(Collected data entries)
--------------------------------------------------

// SPDX-License-Identifier: MIT OR Apache-2.0
//! JSON-RPC 2.0 envelope types. Command failures never surface as protocol
//! errors — only malformed requests and unknown methods do (§7).

use serde::{Deserialize, Serialize};
use serde_json::Value;

/// Reserved for a request body that doesn't parse as JSON-RPC at all.
pub const PARSE_ERROR: i32 = -32700;
/// Reserved for a structurally invalid JSON-RPC request.
pub const INVALID_REQUEST: i32 = -32600;
/// Reserved for a `method` the server doesn't implement.
pub const METHOD_NOT_FOUND: i32 = -32601;
/// Reserved for malformed `params` on an otherwise known method.
pub const INVALID_PARAMS: i32 = -32602;
/// Reserved for faults the server could not attribute to the request.
pub const INTERNAL_ERROR: i32 = -32603;

/// An incoming JSON-RPC 2.0 request or notification.
#[derive(Debug, Clone, Deserialize)]
pub struct JsonRpcRequest {
    /// Always `"2.0"`; not enforced strictly, only read.
    #[serde(default)]
    pub jsonrpc: String,
    /// Request identifier. Absent for notifications (no reply expected).
    #[serde(default)]
    pub id: Option<Value>,
    /// The method to invoke, e.g. `"tools/call"`.
    pub method: String,
    /// Method parameters, if any.
    #[serde(default)]
    pub params: Value,
}

/// A JSON-RPC 2.0 response: exactly one of `result` or `error`.
#[derive(Debug, Clone, Serialize)]
pub struct JsonRpcResponse {
    /// Always `"2.0"`.
    pub jsonrpc: &'static str,
    /// Echoes the request's `id`.
    pub id: Value,
    /// Present on success.
    #[serde(skip_serializing_if = "Option::is_none")]
    pub result: Option<Value>,
    /// Present on protocol-level failure.
    #[serde(skip_serializing_if = "Option::is_none")]
    pub error: Option<JsonRpcError>,
}

impl JsonRpcResponse {
    /// Build a successful response.
    #[must_use]
    pub fn success(id: Value, result: Value) -> Self {
        Self {
            jsonrpc: "2.0",
            id,
            result: Some(result),
            error: None,
        }
    }

    /// Build a protocol-level error response.
    #[must_use]
    pub fn failure(id: Value, error: JsonRpcError) -> Self {
        Self {
            jsonrpc: "2.0",
            id,
            result: None,
            error: Some(error),
        }
    }
}

/// A JSON-RPC 2.0 error object.
#[derive(Debug, Clone, Serialize)]
pub struct JsonRpcError {
    /// One of the reserved protocol codes, or an implementation-defined one.
    pub code: i32,
    /// Short human-readable summary.
    pub message: String,
    /// Additional structured context.
    #[serde(skip_serializing_if = "Option::is_none")]
    pub data: Option<Value>,
}

impl JsonRpcError {
    /// Construct an error with no extra data.
    #[must_use]
    pub fn new(code: i32, message: impl Into<String>) -> Self {
        Self {
            code,
            message: message.into(),
            data: None,
        }
    }

    /// Attach structured diagnostic data.
    #[must_use]
    pub fn with_data(mut self, data: Value) -> Self {
        self.data = Some(data);
        self
    }
}

#[cfg(test)]
mod tests {
    use super::*;

    #[test]
    fn request_defaults_params_to_null() {
        let req: JsonRpcRequest = serde_json::from_str(r#"{"jsonrpc":"2.0","method":"ping"}"#).unwrap();
        assert_eq!(req.params, Value::Null);
        assert!(req.id.is_none());
    }

    #[test]
    fn success_response_omits_error() {
        let resp = JsonRpcResponse::success(serde_json::json!(1), serde_json::json!({"ok": true}));
        let json = serde_json::to_value(&resp).unwrap();
        assert!(json.get("error").is_none());
        assert_eq!(json["result"]["ok"], true);
    }

    #[test]
    fn failure_response_omits_result() {
        let resp = JsonRpcResponse::failure(serde_json::json!(1), JsonRpcError::new(METHOD_NOT_FOUND, "nope"));
        let json = serde_json::to_value(&resp).unwrap();
        assert!(json.get("result").is_none());
        assert_eq!(json["error"]["code"], METHOD_NOT_FOUND);
    }
}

--------------------------------------------------

● **Work instruction**: Up to and including the line with "pub const PARSE_ERROR: i32 = -32700;", repeat the entries exactly, beginning at their first line.

● **Solved problem**:
// SPDX-License-Identifier: MIT OR Apache-2.0
//! JSON-RPC 2.0 envelope types. Command failures never surface as protocol
//! errors — only malformed requests and unknown methods do (§7).

use serde::{Deserialize, Serialize};
use serde_json::Value;

/// Reserved for a request body that doesn't parse as JSON-RPC at all.
pub const PARSE_ERROR: i32 = -32700;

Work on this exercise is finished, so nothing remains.